● ABOUT THIS EXERCISE
Every line in the data below from the one containing "self.record(Recorded::SignIn(request));" down to the one containing "-> Result<UserAttributes, ClientError>", both included, must be retyped exactly; no other line is to appear.

━━━ PROVIDED MATERIAL ━━━

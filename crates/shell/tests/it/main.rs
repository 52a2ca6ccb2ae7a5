// Copyright 2024 The rp-shell authors
//
// Licensed under the Apache License, Version 2.0 (the "License");
// you may not use this file except in compliance with the License.
// You may obtain a copy of the License at
//
//     http://www.apache.org/licenses/LICENSE-2.0
//
// Unless required by applicable law or agreed to in writing, software
// distributed under the License is distributed on an "AS IS" BASIS,
// WITHOUT WARRANTIES OR CONDITIONS OF ANY KIND, either express or implied.
// See the License for the specific language governing permissions and
// limitations under the License.

use std::sync::Arc;

use async_trait::async_trait;
use rand::SeedableRng;
use rp_data_model::{MockClock, RuntimeConfig, UserAttributes, UserHandle};
use rp_shell::{AuthClient, ClientError, Shell, SignInRequest, SignOutRequest};
use tokio::sync::{mpsc, Notify};

mod descriptor;
mod flow;
mod stale;

const ORIGIN: &str = "http://localhost:5173";
const DEPLOYED_ORIGIN: &str = "https://main.d25d1r2idtfra3.amplifyapp.com/";
const PROVIDER: &str = "AmplifyGen2OIDC";
const APP_CLIENT_ID: &str = "4example1client2id";
const HOSTED_DOMAIN: &str = "amplifygen4.auth.us-west-2.amazoncognito.com";

fn runtime_config() -> RuntimeConfig {
    RuntimeConfig::from_json(&format!(
        r#"{{
            "version": "1",
            "auth": {{
                "environment": "sandbox",
                "region": "us-west-2",
                "hosted_domain": "{HOSTED_DOMAIN}",
                "app_client_id": "{APP_CLIENT_ID}",
                "identity_providers": ["{PROVIDER}"],
                "scopes": ["openid", "aws.cognito.signin.user.admin", "email", "profile", "phone"],
                "redirect_sign_in": ["{ORIGIN}", "{DEPLOYED_ORIGIN}"],
                "redirect_sign_out": ["{ORIGIN}", "{DEPLOYED_ORIGIN}"],
                "response_type": "code",
                "user_attributes": ["email"],
                "login_with_email": true
            }}
        }}"#
    ))
    .unwrap()
}

fn user(name: &str) -> UserHandle {
    UserHandle {
        subject: format!("{name}-subject"),
        username: format!("{PROVIDER}_{name}"),
    }
}

fn email_of(user: &UserHandle) -> String {
    let name = user.subject.trim_end_matches("-subject");
    format!("{name}@example.com")
}

/// What the mock client was asked to do
#[derive(Debug)]
enum Recorded {
    Configured,
    SignIn(SignInRequest),
    SignOut(SignOutRequest),
    Fetch(UserHandle),
}

/// An auth client recording every call
struct MockClient {
    recorder: mpsc::UnboundedSender<Recorded>,
    /// When set, attribute fetches wait for a notification
    gate: Option<Arc<Notify>>,
    /// When set, attribute fetches fail with this message
    fetch_failure: Option<String>,
    /// When set, redirects can't be started
    redirect_failure: Option<String>,
}

impl MockClient {
    fn new() -> (Self, mpsc::UnboundedReceiver<Recorded>) {
        let (recorder, recorded) = mpsc::unbounded_channel();
        let client = Self {
            recorder,
            gate: None,
            fetch_failure: None,
            redirect_failure: None,
        };
        (client, recorded)
    }

    fn record(&self, recorded: Recorded) {
        // The test may not care about the recording
        let _ = self.recorder.send(recorded);
    }

    fn redirect_result(&self) -> Result<(), ClientError> {
        match &self.redirect_failure {
            Some(message) => Err(ClientError::Unavailable(message.clone())),
            None => Ok(()),
        }
    }
}

#[async_trait]
impl AuthClient for MockClient {
    async fn configure(&self, _config: &RuntimeConfig) -> Result<(), ClientError> {
        self.record(Recorded::Configured);
        Ok(())
    }

    async fn sign_in_with_redirect(&self, request: SignInRequest) -> Result<(), ClientError> {
        self.record(Recorded::SignIn(request));
        self.redirect_result()
    }

    async fn sign_out(&self, request: SignOutRequest) -> Result<(), ClientError> {
        self.record(Recorded::SignOut(request));
        self.redirect_result()
    }

    async fn fetch_user_attributes(
        &self,
        user: &UserHandle,
    ) -> Result<UserAttributes, ClientError> {
        self.record(Recorded::Fetch(user.clone()));

        if let Some(gate) = &self.gate {
            gate.notified().await;
        }

        if let Some(message) = &self.fetch_failure {
            return Err(ClientError::Rejected(message.clone()));
        }

        Ok([
            ("email", email_of(user)),
            ("phone_number", "+15555550100".to_owned()),
        ]
        .into_iter()
        .collect())
    }
}

fn shell_at(client: MockClient, origin: &str) -> Shell<MockClient> {
    let rng = rand_chacha::ChaChaRng::seed_from_u64(42);
    Shell::new(Arc::new(client), origin, MockClock::default(), rng)
}

fn shell(client: MockClient) -> Shell<MockClient> {
    shell_at(client, ORIGIN)
}

/// Create a shell served from `origin`, and initialize it
async fn init_test_with(
    client: MockClient,
    origin: &str,
    config: RuntimeConfig,
) -> Shell<MockClient> {
    let mut shell = shell_at(client, origin);
    shell.initialize(config).await.unwrap();
    shell
}

async fn init_test(client: MockClient) -> Shell<MockClient> {
    init_test_with(client, ORIGIN, runtime_config()).await
}
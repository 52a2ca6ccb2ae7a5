// Copyright 2024 The rp-shell authors
//
// Licensed under the Apache License, Version 2.0 (the "License");
// you may not use this file except in compliance with the License.
// You may obtain a copy of the License at
//
//     http://www.apache.org/licenses/LICENSE-2.0
//
// Unless required by applicable law or agreed to in writing, software
// distributed under the License is distributed on an "AS IS" BASIS,
// WITHOUT WARRANTIES OR CONDITIONS OF ANY KIND, either express or implied.
// See the License for the specific language governing permissions and
// limitations under the License.

use std::collections::BTreeMap;

use serde::{Deserialize, Serialize};

/// The local attribute holding the user's email address
pub const EMAIL_ATTRIBUTE: &str = "email";

/// An opaque handle on the authenticated user, as given by the auth client
#[derive(Debug, Clone, PartialEq, Eq, Serialize, Deserialize)]
pub struct UserHandle {
    /// The subject identifier of the user at the user directory
    pub subject: String,

    /// The username assigned by the user directory
    pub username: String,
}

/// User attributes, keyed by local attribute name
#[derive(Debug, Clone, Default, PartialEq, Eq, Serialize, Deserialize)]
#[serde(transparent)]
pub struct UserAttributes(BTreeMap<String, String>);

impl UserAttributes {
    #[must_use]
    pub fn new() -> Self {
        Self::default()
    }

    /// Get the value of an attribute
    #[must_use]
    pub fn get(&self, name: &str) -> Option<&str> {
        self.0.get(name).map(String::as_str)
    }

    /// The email address of the user, if it was returned
    #[must_use]
    pub fn email(&self) -> Option<&str> {
        self.get(EMAIL_ATTRIBUTE)
    }

    pub fn insert(&mut self, name: impl Into<String>, value: impl Into<String>) {
        self.0.insert(name.into(), value.into());
    }

    #[must_use]
    pub fn is_empty(&self) -> bool {
        self.0.is_empty()
    }

    #[must_use]
    pub fn len(&self) -> usize {
        self.0.len()
    }

    pub fn iter(&self) -> impl Iterator<Item = (&str, &str)> {
        self.0.iter().map(|(k, v)| (k.as_str(), v.as_str()))
    }

    /// Keep only the attributes whose name is in `names`
    #[must_use]
    pub fn restricted_to(mut self, names: &[&str]) -> Self {
        self.0.retain(|name, _| names.contains(&name.as_str()));
        self
    }
}

impl<K: Into<String>, V: Into<String>> FromIterator<(K, V)> for UserAttributes {
    fn from_iter<T: IntoIterator<Item = (K, V)>>(iter: T) -> Self {
        Self(
            iter.into_iter()
                .map(|(k, v)| (k.into(), v.into()))
                .collect(),
        )
    }
}
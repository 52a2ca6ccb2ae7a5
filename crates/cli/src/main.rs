// Copyright 2024 The rp-shell authors
//
// Licensed under the Apache License, Version 2.0 (the "License");
// you may not use this file except in compliance with the License.
// You may obtain a copy of the License at
//
//     http://www.apache.org/licenses/LICENSE-2.0
//
// Unless required by applicable law or agreed to in writing, software
// distributed under the License is distributed on an "AS IS" BASIS,
// WITHOUT WARRANTIES OR CONDITIONS OF ANY KIND, either express or implied.
// See the License for the specific language governing permissions and
// limitations under the License.

#![allow(clippy::module_name_repetitions)]

use std::{io::IsTerminal, path::PathBuf, process::ExitCode};

use anyhow::Context;
use clap::Parser;
use tracing_subscriber::{layer::SubscriberExt, util::SubscriberInitExt, EnvFilter, Registry};

mod commands;

#[tokio::main]
async fn main() -> anyhow::Result<ExitCode> {
    // Load environment variables from .env files
    // We keep the path to log it afterwards
    let dotenv_path: Result<Option<PathBuf>, _> = dotenvy::dotenv()
        .map(Some)
        // Display the error if it is something other than the .env file not existing
        .or_else(|e| if e.not_found() { Ok(None) } else { Err(e) });

    // Setup logging
    // This writes logs to stderr, stdout is reserved for the command output
    let (log_writer, _guard) = tracing_appender::non_blocking(std::io::stderr());
    let fmt_layer = tracing_subscriber::fmt::layer()
        .with_writer(log_writer)
        .with_ansi(std::io::stderr().is_terminal());
    let filter_layer = EnvFilter::try_from_default_env()
        .or_else(|_| EnvFilter::try_new("info"))
        .context("could not setup logging filter")?;

    Registry::default()
        .with(filter_layer)
        .with(fmt_layer)
        .try_init()
        .context("could not initialize logging")?;

    // Now that logging is set up, we can log stuff, like if the .env file was
    // loaded or not
    match dotenv_path {
        Ok(Some(path)) => tracing::info!(?path, "Loaded environment variables from file"),
        Ok(None) => {}
        Err(err) => tracing::warn!(%err, "failed to load .env file"),
    }

    // Parse the CLI arguments
    let opts = self::commands::Options::parse();

    // And run the command
    tracing::trace!(?opts, "Running command");
    opts.run().await
}
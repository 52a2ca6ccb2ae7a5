// Copyright 2024 The rp-shell authors
//
// Licensed under the Apache License, Version 2.0 (the "License");
// you may not use this file except in compliance with the License.
// You may obtain a copy of the License at
//
//     http://www.apache.org/licenses/LICENSE-2.0
//
// Unless required by applicable law or agreed to in writing, software
// distributed under the License is distributed on an "AS IS" BASIS,
// WITHOUT WARRANTIES OR CONDITIONS OF ANY KIND, either express or implied.
// See the License for the specific language governing permissions and
// limitations under the License.

//! The relying-party shell.
//!
//! The shell never talks to the identity provider itself. An external
//! [`AuthClient`] owns the session and performs the redirects; the shell
//! builds the redirect requests, follows the [`AuthEvent`]s the client emits,
//! and renders a [`View`] of the last known state.
//!
//! # Flows
//!
//! - Login: [`Shell::begin_sign_in`] sends the browser to the hosted UI's
//!   authorization endpoint, with PKCE. The client reports the outcome with an
//!   [`AuthEvent::Callback`] carrying the same correlation token.
//! - Logout: [`Shell::sign_out`] sends the browser to the hosted UI's logout
//!   endpoint.
//! - Profile: once a session is known, the attributes are fetched in the
//!   background, and only committed if that session is still current.

#![deny(missing_docs)]
#![allow(clippy::module_name_repetitions)]

mod client;
pub mod error;
pub mod requests;
mod shell;
mod view;

pub use self::{
    client::{AuthClient, AuthEvent, CallbackOutcome, SignInRequest, SignOutRequest},
    error::{ClientError, ShellError},
    shell::{Shell, UserAction, ATTRIBUTES_READ},
    view::View,
};
// Copyright 2024 The rp-shell authors
//
// Licensed under the Apache License, Version 2.0 (the "License");
// you may not use this file except in compliance with the License.
// You may obtain a copy of the License at
//
//     http://www.apache.org/licenses/LICENSE-2.0
//
// Unless required by applicable law or agreed to in writing, software
// distributed under the License is distributed on an "AS IS" BASIS,
// WITHOUT WARRANTIES OR CONDITIONS OF ANY KIND, either express or implied.
// See the License for the specific language governing permissions and
// limitations under the License.

//! Requests for a redirect-based login through the hosted UI.

use base64ct::{Base64UrlUnpadded, Encoding};
use rand::{
    distributions::{Alphanumeric, DistString},
    Rng,
};
use rp_data_model::ResponseType;
use serde::Serialize;
use serde_with::skip_serializing_none;
use sha2::{Digest, Sha256};
use url::Url;

use super::append_query;
use crate::error::RequestError;

/// The data necessary to build an authorization request.
#[derive(Debug, Clone)]
pub struct AuthorizationRequestData {
    /// The ID of the app client at the user directory.
    pub client_id: String,

    /// The external identity provider the hosted UI should forward to.
    pub identity_provider: String,

    /// The scopes to request, in order.
    pub scopes: Vec<String>,

    /// The URI to redirect the end-user to after the authorization.
    ///
    /// It must be one of the allowed post-login redirect targets, verbatim.
    pub redirect_uri: String,

    /// The response type to request.
    pub response_type: ResponseType,
}

/// The data necessary to validate the callback of an authorization request.
#[derive(Debug, Clone, PartialEq, Eq)]
pub struct AuthorizationValidationData {
    /// A unique identifier for the request.
    pub state: String,

    /// The URI where the end-user will be redirected after authorization.
    pub redirect_uri: String,

    /// The PKCE verifier, only set for the `code` response type.
    pub code_challenge_verifier: Option<String>,
}

#[skip_serializing_none]
#[derive(Serialize)]
struct AuthorizationQuery<'a> {
    identity_provider: &'a str,
    redirect_uri: &'a str,
    response_type: &'static str,
    client_id: &'a str,
    scope: String,
    state: &'a str,
    code_challenge_method: Option<&'static str>,
    code_challenge: Option<String>,
}

fn compute_s256_challenge(verifier: &str) -> String {
    let hash = Sha256::digest(verifier.as_bytes());
    Base64UrlUnpadded::encode_string(&hash)
}

/// Build the URL for authenticating at the authorization endpoint of the
/// hosted UI.
///
/// # Arguments
///
/// * `authorization_endpoint` - The URL of the hosted UI's authorization
///   endpoint.
///
/// * `authorization_data` - The data necessary to build the authorization
///   request.
///
/// * `rng` - A random number generator.
///
/// # Returns
///
/// The URL the browser must be sent to, and the
/// [`AuthorizationValidationData`] to validate the callback.
///
/// # Errors
///
/// Returns an error if the query could not be encoded.
pub fn build_authorization_url(
    mut authorization_endpoint: Url,
    authorization_data: AuthorizationRequestData,
    rng: &mut (impl Rng + ?Sized),
) -> Result<(Url, AuthorizationValidationData), RequestError> {
    let AuthorizationRequestData {
        client_id,
        identity_provider,
        scopes,
        redirect_uri,
        response_type,
    } = authorization_data;

    tracing::debug!(
        %identity_provider,
        scope = ?scopes,
        "Authorizing..."
    );

    // Generate a random CSRF "state" token
    let state = Alphanumeric.sample_string(rng, 16);

    // PKCE is only meaningful when a code gets exchanged
    let code_challenge_verifier = match response_type {
        ResponseType::Code => {
            let mut verifier = [0u8; 32];
            rng.fill(&mut verifier);
            Some(Base64UrlUnpadded::encode_string(&verifier))
        }
        ResponseType::Token => None,
    };

    let query = AuthorizationQuery {
        identity_provider: &identity_provider,
        redirect_uri: &redirect_uri,
        response_type: response_type.as_str(),
        client_id: &client_id,
        scope: scopes.join(" "),
        state: &state,
        code_challenge_method: code_challenge_verifier.as_ref().map(|_| "S256"),
        code_challenge: code_challenge_verifier
            .as_deref()
            .map(compute_s256_challenge),
    };

    let query = serde_urlencoded::to_string(query)?;
    append_query(&mut authorization_endpoint, &query);

    let validation_data = AuthorizationValidationData {
        state,
        redirect_uri,
        code_challenge_verifier,
    };

    Ok((authorization_endpoint, validation_data))
}
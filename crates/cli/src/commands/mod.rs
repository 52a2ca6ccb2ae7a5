// Copyright 2024 The rp-shell authors
//
// Licensed under the Apache License, Version 2.0 (the "License");
// you may not use this file except in compliance with the License.
// You may obtain a copy of the License at
//
//     http://www.apache.org/licenses/LICENSE-2.0
//
// Unless required by applicable law or agreed to in writing, software
// distributed under the License is distributed on an "AS IS" BASIS,
// WITHOUT WARRANTIES OR CONDITIONS OF ANY KIND, either express or implied.
// See the License for the specific language governing permissions and
// limitations under the License.

use std::process::ExitCode;

use anyhow::Context;
use camino::Utf8PathBuf;
use clap::Parser;
use figment::Figment;
use rp_config::{ConfigurationSection, Descriptor, RootConfig};

mod config;
mod debug;
mod provision;

#[derive(Parser, Debug)]
enum Subcommand {
    /// Configuration-related commands
    Config(self::config::Options),

    /// Resolve an environment and generate its runtime configuration
    Provision(self::provision::Options),

    /// Debug utilities
    Debug(self::debug::Options),
}

#[derive(Parser, Debug)]
#[command(version, about)]
pub struct Options {
    /// Path to the configuration file
    #[arg(
        short,
        long,
        global = true,
        default_value = "config.yaml",
        action = clap::ArgAction::Append
    )]
    config: Vec<Utf8PathBuf>,

    /// The environment to operate on
    #[arg(short, long, global = true, env = "RP_ENVIRONMENT")]
    environment: Option<String>,

    #[command(subcommand)]
    subcommand: Subcommand,
}

impl Options {
    pub async fn run(self) -> anyhow::Result<ExitCode> {
        use Subcommand as S;

        let figment = rp_config::layered_figment(&self.config);
        let environment = self.environment.as_deref();

        match self.subcommand {
            S::Config(c) => c.run(&figment).await,
            S::Provision(c) => c.run(&figment, environment).await,
            S::Debug(c) => c.run(&figment, environment).await,
        }
    }
}

/// Load the descriptor and resolve the selected environment.
///
/// Without an explicit selection, a descriptor with a single environment
/// resolves to it.
fn resolve(figment: &Figment, environment: Option<&str>) -> anyhow::Result<Descriptor> {
    let config = RootConfig::extract(figment).context("could not load configuration")?;

    let environment = match environment {
        Some(environment) => environment.to_owned(),
        None if config.environments.len() == 1 => {
            config.environments.keys().next().cloned().unwrap_or_default()
        }
        None => anyhow::bail!(
            "several environments are configured, select one with --environment or RP_ENVIRONMENT"
        ),
    };

    Ok(config.resolve(&environment)?)
}
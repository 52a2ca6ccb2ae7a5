// Copyright 2024 The rp-shell authors
//
// Licensed under the Apache License, Version 2.0 (the "License");
// you may not use this file except in compliance with the License.
// You may obtain a copy of the License at
//
//     http://www.apache.org/licenses/LICENSE-2.0
//
// Unless required by applicable law or agreed to in writing, software
// distributed under the License is distributed on an "AS IS" BASIS,
// WITHOUT WARRANTIES OR CONDITIONS OF ANY KIND, either express or implied.
// See the License for the specific language governing permissions and
// limitations under the License.

//! Requests for terminating the session at the hosted UI.

use serde::Serialize;
use url::Url;

use super::append_query;
use crate::error::RequestError;

/// The data necessary to build a logout request.
#[derive(Debug, Clone)]
pub struct LogoutData {
    /// The ID of the app client at the user directory.
    pub client_id: String,

    /// URI to which the browser is sent back after the logout.
    ///
    /// It must be one of the allowed post-logout redirect targets, verbatim.
    pub logout_uri: String,
}

#[derive(Serialize)]
struct LogoutQuery<'a> {
    client_id: &'a str,
    logout_uri: &'a str,
}

/// Build the URL for initiating logout at the logout endpoint.
///
/// # Errors
///
/// Returns an error if the query could not be encoded.
pub fn build_logout_url(
    mut logout_endpoint: Url,
    logout_data: &LogoutData,
) -> Result<Url, RequestError> {
    let query = serde_urlencoded::to_string(LogoutQuery {
        client_id: &logout_data.client_id,
        logout_uri: &logout_data.logout_uri,
    })?;

    append_query(&mut logout_endpoint, &query);

    Ok(logout_endpoint)
}
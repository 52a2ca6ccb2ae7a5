// Copyright 2024 The rp-shell authors
//
// Licensed under the Apache License, Version 2.0 (the "License");
// you may not use this file except in compliance with the License.
// You may obtain a copy of the License at
//
//     http://www.apache.org/licenses/LICENSE-2.0
//
// Unless required by applicable law or agreed to in writing, software
// distributed under the License is distributed on an "AS IS" BASIS,
// WITHOUT WARRANTIES OR CONDITIONS OF ANY KIND, either express or implied.
// See the License for the specific language governing permissions and
// limitations under the License.

//! Builders for the redirect requests handed to the auth client.

use rand::RngCore;
use rp_data_model::{AuthRuntimeConfig, CorrelationToken};
use url::Url;

use self::{
    authorization::{build_authorization_url, AuthorizationRequestData},
    logout::{build_logout_url, LogoutData},
};
use crate::{
    error::{RequestError, ShellError},
    SignInRequest, SignOutRequest,
};

pub mod authorization;
pub mod logout;

/// Pick the allowed redirect target for the given origin.
///
/// Targets are matched exactly, trailing slash included. The browser only
/// comes back to the origin the redirect started from.
fn redirect_target<'a>(
    targets: &'a [String],
    origin: &str,
    kind: &'static str,
) -> Result<&'a str, ShellError> {
    if targets.is_empty() {
        return Err(ShellError::NoRedirectTarget(kind));
    }

    let target = targets
        .iter()
        .find(|target| *target == origin)
        .ok_or_else(|| ShellError::OriginNotAllowed {
            origin: origin.to_owned(),
            kind,
        })?;

    Ok(target.as_str())
}

/// Build the login request for the given provider.
///
/// # Errors
///
/// Returns an error if the provider is unknown, the configuration lacks what
/// the request needs, or the URL could not be built
pub fn build_sign_in_request(
    config: &AuthRuntimeConfig,
    provider: &str,
    origin: &str,
    correlation: CorrelationToken,
    rng: &mut (impl RngCore + ?Sized),
) -> Result<SignInRequest, ShellError> {
    if !config.identity_providers.iter().any(|p| p == provider) {
        return Err(ShellError::UnknownProvider(provider.to_owned()));
    }

    let client_id = config
        .app_client_id
        .clone()
        .ok_or(ShellError::MissingAppClientId)?;

    let redirect_uri = redirect_target(&config.redirect_sign_in, origin, "sign-in")?;

    let (url, validation) = build_authorization_url(
        authorization_endpoint(config)?,
        AuthorizationRequestData {
            client_id,
            identity_provider: provider.to_owned(),
            scopes: config.scopes.clone(),
            redirect_uri: redirect_uri.to_owned(),
            response_type: config.response_type,
        },
        rng,
    )?;

    Ok(SignInRequest {
        correlation,
        provider: provider.to_owned(),
        url,
        validation,
    })
}

/// Build the logout request.
///
/// # Errors
///
/// Returns an error if the configuration lacks what the request needs, or
/// the URL could not be built
pub fn build_sign_out_request(
    config: &AuthRuntimeConfig,
    origin: &str,
    correlation: CorrelationToken,
) -> Result<SignOutRequest, ShellError> {
    let client_id = config
        .app_client_id
        .clone()
        .ok_or(ShellError::MissingAppClientId)?;

    let logout_uri = redirect_target(&config.redirect_sign_out, origin, "sign-out")?;

    let logout_data = LogoutData {
        client_id,
        logout_uri: logout_uri.to_owned(),
    };
    let url = build_logout_url(logout_endpoint(config)?, &logout_data)?;

    Ok(SignOutRequest {
        correlation,
        url,
        logout_uri: logout_data.logout_uri,
    })
}

/// The authorization endpoint of the hosted UI
///
/// # Errors
///
/// Returns an error if the hosted domain does not form a valid URL
pub fn authorization_endpoint(config: &AuthRuntimeConfig) -> Result<Url, RequestError> {
    Ok(config.hosted_ui_base()?.join("oauth2/authorize")?)
}

/// The logout endpoint of the hosted UI
///
/// # Errors
///
/// Returns an error if the hosted domain does not form a valid URL
pub fn logout_endpoint(config: &AuthRuntimeConfig) -> Result<Url, RequestError> {
    Ok(config.hosted_ui_base()?.join("logout")?)
}

// Add our parameters to the query, because the URL might already have one.
fn append_query(url: &mut Url, query: &str) {
    let mut full_query = url.query().map(ToOwned::to_owned).unwrap_or_default();
    if !full_query.is_empty() {
        full_query.push('&');
    }
    full_query.push_str(query);

    url.set_query(Some(&full_query));
}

━━━

● WRITTEN RESPONSE
        self.record(Recorded::SignIn(request));
        self.redirect_result()
    }

    async fn sign_out(&self, request: SignOutRequest) -> Result<(), ClientError> {
        self.record(Recorded::SignOut(request));
        self.redirect_result()
    }

    async fn fetch_user_attributes(
        &self,
        user: &UserHandle,
    ) -> Result<UserAttributes, ClientError> {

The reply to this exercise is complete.